▶ **Aim of the exercise**
In the listing below, find the line containing "let (tx, rx)" and the line containing "let (_b, mut rx_b) = connect(&server, None).await;". Repeat exactly those two lines and every line between them.

▶ **Provided material**
----------------------------------------

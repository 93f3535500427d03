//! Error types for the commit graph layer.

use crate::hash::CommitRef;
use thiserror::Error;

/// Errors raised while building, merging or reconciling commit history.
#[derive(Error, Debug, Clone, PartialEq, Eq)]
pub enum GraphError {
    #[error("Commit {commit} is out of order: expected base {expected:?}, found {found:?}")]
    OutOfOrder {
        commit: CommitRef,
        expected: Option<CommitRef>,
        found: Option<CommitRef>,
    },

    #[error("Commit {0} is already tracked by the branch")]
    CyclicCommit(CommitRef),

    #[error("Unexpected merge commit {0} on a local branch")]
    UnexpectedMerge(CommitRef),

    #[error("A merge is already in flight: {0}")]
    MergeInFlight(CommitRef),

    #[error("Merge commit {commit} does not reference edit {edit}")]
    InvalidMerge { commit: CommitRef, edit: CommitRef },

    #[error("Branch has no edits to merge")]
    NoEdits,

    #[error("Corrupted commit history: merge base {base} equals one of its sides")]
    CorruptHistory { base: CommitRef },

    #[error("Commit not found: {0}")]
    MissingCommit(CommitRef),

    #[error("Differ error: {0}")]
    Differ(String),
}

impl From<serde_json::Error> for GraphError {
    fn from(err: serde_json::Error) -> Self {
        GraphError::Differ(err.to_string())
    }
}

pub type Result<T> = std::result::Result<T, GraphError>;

----------------------------------------

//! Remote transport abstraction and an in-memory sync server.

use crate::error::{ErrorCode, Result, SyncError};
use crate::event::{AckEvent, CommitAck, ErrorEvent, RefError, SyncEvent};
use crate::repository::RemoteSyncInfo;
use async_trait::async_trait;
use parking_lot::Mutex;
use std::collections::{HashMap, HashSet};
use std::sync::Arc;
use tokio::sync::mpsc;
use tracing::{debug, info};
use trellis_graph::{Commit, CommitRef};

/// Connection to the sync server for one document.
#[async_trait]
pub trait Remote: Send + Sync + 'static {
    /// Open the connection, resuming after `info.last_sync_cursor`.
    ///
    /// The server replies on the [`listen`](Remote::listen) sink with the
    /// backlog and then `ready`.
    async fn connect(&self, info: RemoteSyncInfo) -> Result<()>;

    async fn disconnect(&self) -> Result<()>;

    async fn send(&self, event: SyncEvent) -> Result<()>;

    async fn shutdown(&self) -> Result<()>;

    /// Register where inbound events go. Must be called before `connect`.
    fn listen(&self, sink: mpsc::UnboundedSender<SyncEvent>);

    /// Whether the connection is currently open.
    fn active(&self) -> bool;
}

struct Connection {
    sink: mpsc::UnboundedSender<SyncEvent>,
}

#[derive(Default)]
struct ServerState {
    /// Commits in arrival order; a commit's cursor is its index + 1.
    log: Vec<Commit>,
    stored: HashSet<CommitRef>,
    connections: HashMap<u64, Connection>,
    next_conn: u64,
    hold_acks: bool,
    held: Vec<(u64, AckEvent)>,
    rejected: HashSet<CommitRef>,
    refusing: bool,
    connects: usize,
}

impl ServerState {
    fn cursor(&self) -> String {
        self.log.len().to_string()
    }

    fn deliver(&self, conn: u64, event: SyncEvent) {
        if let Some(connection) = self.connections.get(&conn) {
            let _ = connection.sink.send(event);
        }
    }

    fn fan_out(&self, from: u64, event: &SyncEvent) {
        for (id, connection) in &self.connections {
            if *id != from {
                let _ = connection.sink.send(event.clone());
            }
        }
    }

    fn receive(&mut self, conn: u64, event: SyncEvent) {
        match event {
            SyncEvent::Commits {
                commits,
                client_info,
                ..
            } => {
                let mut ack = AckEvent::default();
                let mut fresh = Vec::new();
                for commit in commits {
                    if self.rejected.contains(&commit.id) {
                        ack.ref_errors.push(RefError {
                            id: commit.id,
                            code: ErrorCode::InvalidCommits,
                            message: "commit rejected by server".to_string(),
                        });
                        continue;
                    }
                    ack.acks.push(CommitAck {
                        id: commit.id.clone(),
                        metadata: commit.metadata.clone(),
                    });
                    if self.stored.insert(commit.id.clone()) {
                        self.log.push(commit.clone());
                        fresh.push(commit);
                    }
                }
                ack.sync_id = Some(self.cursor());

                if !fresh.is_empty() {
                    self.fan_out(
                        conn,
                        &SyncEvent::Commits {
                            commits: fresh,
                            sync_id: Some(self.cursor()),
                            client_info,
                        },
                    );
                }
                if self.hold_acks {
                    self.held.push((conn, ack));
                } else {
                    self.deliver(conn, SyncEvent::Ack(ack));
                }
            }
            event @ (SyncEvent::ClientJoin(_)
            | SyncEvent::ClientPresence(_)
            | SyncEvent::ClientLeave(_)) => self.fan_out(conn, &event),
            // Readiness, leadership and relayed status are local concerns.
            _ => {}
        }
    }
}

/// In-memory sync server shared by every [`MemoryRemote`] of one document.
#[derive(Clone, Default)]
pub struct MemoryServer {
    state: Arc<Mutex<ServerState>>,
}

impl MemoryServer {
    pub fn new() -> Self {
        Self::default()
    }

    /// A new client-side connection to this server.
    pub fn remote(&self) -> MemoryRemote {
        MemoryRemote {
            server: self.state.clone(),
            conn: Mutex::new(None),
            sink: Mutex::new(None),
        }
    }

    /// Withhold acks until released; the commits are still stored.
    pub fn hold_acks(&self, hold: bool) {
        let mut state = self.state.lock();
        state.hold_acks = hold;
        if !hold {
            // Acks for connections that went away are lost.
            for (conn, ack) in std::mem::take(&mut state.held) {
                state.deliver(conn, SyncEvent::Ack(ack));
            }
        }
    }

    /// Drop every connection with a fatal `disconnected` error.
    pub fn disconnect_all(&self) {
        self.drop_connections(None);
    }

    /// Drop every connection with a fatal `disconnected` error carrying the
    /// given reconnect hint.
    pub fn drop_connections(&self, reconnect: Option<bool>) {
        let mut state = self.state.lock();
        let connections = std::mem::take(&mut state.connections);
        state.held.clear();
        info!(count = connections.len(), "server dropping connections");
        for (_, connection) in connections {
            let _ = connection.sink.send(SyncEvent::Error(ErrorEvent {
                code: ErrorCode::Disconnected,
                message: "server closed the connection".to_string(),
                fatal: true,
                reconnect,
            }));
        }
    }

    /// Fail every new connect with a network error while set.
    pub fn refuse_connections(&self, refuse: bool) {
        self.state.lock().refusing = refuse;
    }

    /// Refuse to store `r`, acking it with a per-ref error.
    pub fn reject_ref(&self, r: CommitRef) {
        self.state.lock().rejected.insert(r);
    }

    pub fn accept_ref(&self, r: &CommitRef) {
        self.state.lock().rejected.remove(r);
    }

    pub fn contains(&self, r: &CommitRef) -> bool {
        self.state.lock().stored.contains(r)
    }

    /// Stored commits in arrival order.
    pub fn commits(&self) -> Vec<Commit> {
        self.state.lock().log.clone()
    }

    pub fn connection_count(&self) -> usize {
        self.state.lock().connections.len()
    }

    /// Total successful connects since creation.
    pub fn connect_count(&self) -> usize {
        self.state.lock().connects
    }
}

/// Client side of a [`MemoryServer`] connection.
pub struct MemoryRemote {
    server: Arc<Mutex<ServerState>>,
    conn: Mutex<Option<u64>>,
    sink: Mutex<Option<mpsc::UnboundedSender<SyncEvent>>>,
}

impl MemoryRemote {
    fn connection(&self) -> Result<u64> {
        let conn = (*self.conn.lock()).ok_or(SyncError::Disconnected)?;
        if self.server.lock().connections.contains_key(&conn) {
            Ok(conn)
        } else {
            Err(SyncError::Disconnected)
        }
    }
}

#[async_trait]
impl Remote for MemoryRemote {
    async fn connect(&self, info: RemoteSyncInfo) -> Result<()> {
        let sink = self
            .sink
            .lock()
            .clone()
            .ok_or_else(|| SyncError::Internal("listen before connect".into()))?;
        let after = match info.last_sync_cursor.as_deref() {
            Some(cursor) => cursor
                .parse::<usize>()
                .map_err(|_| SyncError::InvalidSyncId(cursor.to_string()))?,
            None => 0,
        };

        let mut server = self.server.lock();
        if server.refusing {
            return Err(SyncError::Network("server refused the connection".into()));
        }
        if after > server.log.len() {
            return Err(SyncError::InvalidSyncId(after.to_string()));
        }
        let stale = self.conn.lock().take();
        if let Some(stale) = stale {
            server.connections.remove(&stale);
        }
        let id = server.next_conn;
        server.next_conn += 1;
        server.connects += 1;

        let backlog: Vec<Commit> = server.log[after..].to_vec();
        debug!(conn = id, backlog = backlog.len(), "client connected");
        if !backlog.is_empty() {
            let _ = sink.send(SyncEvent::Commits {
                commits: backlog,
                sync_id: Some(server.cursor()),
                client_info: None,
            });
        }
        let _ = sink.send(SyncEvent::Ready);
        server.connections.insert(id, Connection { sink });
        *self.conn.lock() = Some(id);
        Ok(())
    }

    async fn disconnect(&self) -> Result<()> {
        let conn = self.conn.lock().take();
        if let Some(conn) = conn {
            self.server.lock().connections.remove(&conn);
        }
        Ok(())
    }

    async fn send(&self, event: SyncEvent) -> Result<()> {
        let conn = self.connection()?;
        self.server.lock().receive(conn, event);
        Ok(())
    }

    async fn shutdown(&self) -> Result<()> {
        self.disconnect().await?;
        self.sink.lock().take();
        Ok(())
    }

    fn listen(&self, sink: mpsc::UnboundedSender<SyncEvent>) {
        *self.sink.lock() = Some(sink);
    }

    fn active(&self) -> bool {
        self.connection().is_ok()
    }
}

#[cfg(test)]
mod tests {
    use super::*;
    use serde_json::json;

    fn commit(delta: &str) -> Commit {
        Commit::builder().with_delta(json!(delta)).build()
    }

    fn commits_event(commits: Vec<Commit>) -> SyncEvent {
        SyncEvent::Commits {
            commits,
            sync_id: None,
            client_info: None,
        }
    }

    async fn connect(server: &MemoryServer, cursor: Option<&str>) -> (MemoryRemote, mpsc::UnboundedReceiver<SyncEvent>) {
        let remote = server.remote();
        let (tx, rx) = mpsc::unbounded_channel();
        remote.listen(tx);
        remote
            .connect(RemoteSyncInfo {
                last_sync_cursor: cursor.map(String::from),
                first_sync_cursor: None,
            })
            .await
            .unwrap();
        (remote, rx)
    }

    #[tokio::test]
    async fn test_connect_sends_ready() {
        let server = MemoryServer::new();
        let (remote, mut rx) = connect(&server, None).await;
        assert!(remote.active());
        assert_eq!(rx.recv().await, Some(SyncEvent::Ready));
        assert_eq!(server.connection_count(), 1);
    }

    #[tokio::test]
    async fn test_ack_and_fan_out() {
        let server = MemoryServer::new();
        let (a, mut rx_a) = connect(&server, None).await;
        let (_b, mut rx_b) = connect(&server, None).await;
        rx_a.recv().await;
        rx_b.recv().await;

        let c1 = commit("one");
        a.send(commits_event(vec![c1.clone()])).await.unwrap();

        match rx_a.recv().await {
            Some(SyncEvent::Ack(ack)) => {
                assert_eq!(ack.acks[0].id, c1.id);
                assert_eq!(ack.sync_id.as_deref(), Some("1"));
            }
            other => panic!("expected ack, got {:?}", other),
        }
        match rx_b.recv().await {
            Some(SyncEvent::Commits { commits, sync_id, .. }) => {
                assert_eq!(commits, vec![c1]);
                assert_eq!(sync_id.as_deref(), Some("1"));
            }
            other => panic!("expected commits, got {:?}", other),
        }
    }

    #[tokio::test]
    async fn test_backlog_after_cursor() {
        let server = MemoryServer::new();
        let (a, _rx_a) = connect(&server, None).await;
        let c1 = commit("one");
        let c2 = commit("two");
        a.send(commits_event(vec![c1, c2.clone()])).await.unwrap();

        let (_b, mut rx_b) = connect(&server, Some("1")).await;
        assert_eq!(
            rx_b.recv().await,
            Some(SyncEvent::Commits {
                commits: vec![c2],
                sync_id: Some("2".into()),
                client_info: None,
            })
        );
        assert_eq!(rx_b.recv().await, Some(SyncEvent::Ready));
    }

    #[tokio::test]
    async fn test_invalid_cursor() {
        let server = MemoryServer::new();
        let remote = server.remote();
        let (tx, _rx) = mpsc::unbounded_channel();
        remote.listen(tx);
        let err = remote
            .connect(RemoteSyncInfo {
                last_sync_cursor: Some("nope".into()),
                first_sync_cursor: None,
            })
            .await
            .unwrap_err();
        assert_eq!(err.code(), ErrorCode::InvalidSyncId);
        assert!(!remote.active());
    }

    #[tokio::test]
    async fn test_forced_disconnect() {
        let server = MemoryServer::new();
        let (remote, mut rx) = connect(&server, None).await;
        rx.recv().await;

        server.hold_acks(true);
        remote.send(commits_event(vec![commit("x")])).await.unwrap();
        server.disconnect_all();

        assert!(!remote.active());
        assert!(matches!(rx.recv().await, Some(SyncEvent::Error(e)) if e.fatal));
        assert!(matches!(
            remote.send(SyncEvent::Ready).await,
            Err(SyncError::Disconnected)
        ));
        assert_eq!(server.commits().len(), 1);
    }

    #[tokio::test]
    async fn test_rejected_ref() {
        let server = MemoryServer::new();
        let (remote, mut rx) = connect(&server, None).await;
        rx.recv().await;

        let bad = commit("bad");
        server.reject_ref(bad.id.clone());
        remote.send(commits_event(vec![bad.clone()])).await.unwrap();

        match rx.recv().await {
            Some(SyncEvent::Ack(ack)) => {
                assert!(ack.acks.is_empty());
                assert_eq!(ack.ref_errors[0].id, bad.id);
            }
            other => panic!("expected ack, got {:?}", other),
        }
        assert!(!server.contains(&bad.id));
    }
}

----------------------------------------

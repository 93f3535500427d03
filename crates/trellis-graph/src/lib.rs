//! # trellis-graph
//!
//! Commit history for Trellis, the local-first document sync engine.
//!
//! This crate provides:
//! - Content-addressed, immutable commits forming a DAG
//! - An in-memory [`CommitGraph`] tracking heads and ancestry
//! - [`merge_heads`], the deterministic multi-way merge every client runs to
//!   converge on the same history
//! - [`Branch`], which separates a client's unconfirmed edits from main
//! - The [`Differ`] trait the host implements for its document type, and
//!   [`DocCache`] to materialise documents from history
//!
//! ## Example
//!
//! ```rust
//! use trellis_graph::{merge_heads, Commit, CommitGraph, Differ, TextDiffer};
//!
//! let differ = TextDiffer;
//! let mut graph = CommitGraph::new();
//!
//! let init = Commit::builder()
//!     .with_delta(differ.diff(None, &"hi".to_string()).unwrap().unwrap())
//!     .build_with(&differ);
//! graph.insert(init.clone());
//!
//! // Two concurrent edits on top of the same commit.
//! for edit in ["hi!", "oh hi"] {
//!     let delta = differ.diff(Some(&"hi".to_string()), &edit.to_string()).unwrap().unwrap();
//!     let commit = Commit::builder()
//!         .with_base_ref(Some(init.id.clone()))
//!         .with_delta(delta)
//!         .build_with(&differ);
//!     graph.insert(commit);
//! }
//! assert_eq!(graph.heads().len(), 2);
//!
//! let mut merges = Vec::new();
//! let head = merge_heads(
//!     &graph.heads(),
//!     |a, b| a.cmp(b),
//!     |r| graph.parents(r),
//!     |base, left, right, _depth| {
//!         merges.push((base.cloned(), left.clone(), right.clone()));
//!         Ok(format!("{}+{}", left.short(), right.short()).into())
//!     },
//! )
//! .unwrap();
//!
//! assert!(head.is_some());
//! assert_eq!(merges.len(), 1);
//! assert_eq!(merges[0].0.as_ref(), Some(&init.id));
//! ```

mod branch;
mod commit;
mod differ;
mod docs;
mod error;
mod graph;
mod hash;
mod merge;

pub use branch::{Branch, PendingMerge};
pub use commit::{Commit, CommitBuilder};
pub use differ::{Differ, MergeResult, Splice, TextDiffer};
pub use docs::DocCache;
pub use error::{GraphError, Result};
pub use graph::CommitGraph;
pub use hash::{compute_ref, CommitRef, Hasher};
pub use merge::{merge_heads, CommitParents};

----------------------------------------

▶ **Task solution**
        let (tx, rx) = mpsc::unbounded_channel();
        remote.listen(tx);
        remote
            .connect(RemoteSyncInfo {
                last_sync_cursor: cursor.map(String::from),
                first_sync_cursor: None,
            })
            .await
            .unwrap();
        (remote, rx)
    }

    #[tokio::test]
    async fn test_connect_sends_ready() {
        let server = MemoryServer::new();
        let (remote, mut rx) = connect(&server, None).await;
        assert!(remote.active());
        assert_eq!(rx.recv().await, Some(SyncEvent::Ready));
        assert_eq!(server.connection_count(), 1);
    }

    #[tokio::test]
    async fn test_ack_and_fan_out() {
        let server = MemoryServer::new();
        let (a, mut rx_a) = connect(&server, None).await;
        let (_b, mut rx_b) = connect(&server, None).await;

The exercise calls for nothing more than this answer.